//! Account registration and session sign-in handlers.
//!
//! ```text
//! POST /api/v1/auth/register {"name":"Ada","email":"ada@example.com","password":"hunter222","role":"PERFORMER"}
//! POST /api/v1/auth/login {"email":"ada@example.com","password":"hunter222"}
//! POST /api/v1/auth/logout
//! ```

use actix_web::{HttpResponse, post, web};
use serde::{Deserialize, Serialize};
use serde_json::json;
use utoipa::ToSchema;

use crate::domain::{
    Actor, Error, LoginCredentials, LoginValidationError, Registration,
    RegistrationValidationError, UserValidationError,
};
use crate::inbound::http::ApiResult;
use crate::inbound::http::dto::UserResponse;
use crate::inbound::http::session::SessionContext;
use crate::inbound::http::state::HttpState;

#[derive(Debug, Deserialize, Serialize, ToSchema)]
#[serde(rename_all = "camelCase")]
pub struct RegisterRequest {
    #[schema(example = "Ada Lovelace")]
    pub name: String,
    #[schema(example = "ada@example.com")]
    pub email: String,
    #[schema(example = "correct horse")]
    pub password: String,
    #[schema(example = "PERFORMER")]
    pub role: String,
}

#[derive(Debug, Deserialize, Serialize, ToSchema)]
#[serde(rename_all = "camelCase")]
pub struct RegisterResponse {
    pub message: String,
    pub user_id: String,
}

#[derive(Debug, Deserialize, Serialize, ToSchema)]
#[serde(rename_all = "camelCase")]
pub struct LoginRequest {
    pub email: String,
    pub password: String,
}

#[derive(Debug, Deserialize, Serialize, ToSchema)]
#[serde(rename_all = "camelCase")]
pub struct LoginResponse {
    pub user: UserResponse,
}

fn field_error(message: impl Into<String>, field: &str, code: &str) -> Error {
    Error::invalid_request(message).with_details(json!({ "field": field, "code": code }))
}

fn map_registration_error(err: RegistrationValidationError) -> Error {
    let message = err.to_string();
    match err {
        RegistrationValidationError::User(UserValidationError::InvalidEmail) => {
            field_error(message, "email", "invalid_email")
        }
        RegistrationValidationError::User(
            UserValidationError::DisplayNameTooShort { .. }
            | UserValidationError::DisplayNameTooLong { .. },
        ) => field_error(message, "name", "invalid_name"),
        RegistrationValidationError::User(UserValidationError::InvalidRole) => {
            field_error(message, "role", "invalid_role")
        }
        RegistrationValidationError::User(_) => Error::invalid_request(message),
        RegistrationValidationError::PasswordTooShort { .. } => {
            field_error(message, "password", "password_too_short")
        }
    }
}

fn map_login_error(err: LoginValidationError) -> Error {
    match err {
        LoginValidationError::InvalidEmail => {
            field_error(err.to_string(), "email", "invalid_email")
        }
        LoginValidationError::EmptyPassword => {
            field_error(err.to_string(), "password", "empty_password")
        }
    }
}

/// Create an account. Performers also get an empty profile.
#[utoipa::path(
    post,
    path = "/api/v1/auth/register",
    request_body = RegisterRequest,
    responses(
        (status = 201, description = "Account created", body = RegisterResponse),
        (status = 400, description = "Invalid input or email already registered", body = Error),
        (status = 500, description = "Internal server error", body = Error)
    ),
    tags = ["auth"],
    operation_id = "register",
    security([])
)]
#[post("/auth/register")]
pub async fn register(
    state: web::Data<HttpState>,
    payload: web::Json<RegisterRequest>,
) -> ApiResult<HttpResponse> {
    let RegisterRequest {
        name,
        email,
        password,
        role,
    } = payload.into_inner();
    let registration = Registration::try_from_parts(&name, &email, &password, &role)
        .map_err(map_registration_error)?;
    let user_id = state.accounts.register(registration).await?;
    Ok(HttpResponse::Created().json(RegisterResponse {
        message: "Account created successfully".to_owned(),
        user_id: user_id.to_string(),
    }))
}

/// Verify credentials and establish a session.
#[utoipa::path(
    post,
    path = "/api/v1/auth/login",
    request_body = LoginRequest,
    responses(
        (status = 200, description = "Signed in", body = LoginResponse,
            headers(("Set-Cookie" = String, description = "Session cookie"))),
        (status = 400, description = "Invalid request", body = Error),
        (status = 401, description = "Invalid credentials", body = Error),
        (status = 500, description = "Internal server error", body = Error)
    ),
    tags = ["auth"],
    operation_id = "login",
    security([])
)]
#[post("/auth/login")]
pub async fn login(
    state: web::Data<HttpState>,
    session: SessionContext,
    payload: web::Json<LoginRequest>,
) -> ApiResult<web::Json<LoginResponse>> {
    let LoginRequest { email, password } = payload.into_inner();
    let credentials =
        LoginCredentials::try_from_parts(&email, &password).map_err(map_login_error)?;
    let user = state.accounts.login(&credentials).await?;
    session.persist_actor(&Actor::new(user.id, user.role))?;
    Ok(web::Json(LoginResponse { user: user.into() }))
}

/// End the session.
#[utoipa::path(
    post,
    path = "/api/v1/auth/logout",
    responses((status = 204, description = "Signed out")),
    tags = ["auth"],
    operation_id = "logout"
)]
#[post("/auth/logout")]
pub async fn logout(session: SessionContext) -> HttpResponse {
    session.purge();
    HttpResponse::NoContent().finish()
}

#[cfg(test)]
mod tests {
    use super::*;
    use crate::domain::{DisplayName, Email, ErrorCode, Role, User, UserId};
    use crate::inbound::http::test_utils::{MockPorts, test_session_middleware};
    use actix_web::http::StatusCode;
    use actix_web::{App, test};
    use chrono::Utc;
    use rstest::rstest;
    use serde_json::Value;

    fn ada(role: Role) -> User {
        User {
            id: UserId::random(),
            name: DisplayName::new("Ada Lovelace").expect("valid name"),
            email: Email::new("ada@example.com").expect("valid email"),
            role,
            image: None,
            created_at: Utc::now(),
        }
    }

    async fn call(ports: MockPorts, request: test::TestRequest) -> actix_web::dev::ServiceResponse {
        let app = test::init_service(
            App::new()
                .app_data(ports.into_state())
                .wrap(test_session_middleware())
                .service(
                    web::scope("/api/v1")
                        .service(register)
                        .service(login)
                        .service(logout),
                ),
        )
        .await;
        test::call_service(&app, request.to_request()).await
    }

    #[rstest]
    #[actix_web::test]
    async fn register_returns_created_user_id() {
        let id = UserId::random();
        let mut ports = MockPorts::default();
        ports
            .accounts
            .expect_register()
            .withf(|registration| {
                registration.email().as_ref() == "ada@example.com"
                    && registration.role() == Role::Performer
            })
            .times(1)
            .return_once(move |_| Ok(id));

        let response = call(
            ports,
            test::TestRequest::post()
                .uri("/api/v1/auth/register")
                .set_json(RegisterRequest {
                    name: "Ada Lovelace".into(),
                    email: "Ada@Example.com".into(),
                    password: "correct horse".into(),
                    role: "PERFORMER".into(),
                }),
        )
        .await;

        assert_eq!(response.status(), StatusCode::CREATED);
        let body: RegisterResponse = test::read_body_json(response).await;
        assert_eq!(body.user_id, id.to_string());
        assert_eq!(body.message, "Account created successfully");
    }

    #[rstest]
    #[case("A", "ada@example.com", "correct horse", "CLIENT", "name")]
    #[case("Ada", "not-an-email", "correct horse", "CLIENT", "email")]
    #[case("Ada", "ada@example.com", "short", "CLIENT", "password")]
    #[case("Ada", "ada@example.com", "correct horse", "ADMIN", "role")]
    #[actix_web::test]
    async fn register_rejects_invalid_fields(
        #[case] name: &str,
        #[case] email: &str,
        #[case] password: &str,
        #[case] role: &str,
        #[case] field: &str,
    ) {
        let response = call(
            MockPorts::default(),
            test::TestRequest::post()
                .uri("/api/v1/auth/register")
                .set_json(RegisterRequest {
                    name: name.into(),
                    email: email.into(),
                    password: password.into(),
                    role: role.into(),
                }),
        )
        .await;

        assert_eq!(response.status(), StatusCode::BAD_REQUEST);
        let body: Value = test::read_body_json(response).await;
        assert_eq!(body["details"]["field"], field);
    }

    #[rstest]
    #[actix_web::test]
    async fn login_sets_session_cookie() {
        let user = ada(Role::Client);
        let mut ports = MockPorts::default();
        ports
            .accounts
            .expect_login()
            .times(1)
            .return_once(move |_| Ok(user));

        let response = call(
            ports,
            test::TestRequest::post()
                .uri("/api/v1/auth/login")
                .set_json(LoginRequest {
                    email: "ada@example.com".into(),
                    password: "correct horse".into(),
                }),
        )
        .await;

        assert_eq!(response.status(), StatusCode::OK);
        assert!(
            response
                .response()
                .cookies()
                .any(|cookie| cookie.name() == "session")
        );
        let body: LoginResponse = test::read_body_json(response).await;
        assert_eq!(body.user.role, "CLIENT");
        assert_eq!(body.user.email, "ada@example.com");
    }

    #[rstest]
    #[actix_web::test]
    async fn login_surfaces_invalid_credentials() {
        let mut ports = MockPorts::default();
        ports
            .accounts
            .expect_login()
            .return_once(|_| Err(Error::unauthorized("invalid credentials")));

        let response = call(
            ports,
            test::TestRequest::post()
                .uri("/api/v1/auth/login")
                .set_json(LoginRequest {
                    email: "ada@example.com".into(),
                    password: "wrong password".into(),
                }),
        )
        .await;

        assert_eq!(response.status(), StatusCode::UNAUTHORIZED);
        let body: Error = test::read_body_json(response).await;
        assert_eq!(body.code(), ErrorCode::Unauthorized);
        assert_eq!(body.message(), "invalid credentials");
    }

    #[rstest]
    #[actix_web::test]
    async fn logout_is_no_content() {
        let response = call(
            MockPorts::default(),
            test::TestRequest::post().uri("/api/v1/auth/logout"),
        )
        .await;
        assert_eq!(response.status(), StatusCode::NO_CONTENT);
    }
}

========================

Which lines above hold the word "horse"? Copy each of them.

* **OUTPUT OF THE TASK**:
    #[schema(example = "correct horse")]
                    password: "correct horse".into(),
    #[case("A", "ada@example.com", "correct horse", "CLIENT", "name")]
    #[case("Ada", "not-an-email", "correct horse", "CLIENT", "email")]
    #[case("Ada", "ada@example.com", "correct horse", "ADMIN", "role")]
                    password: "correct horse".into(),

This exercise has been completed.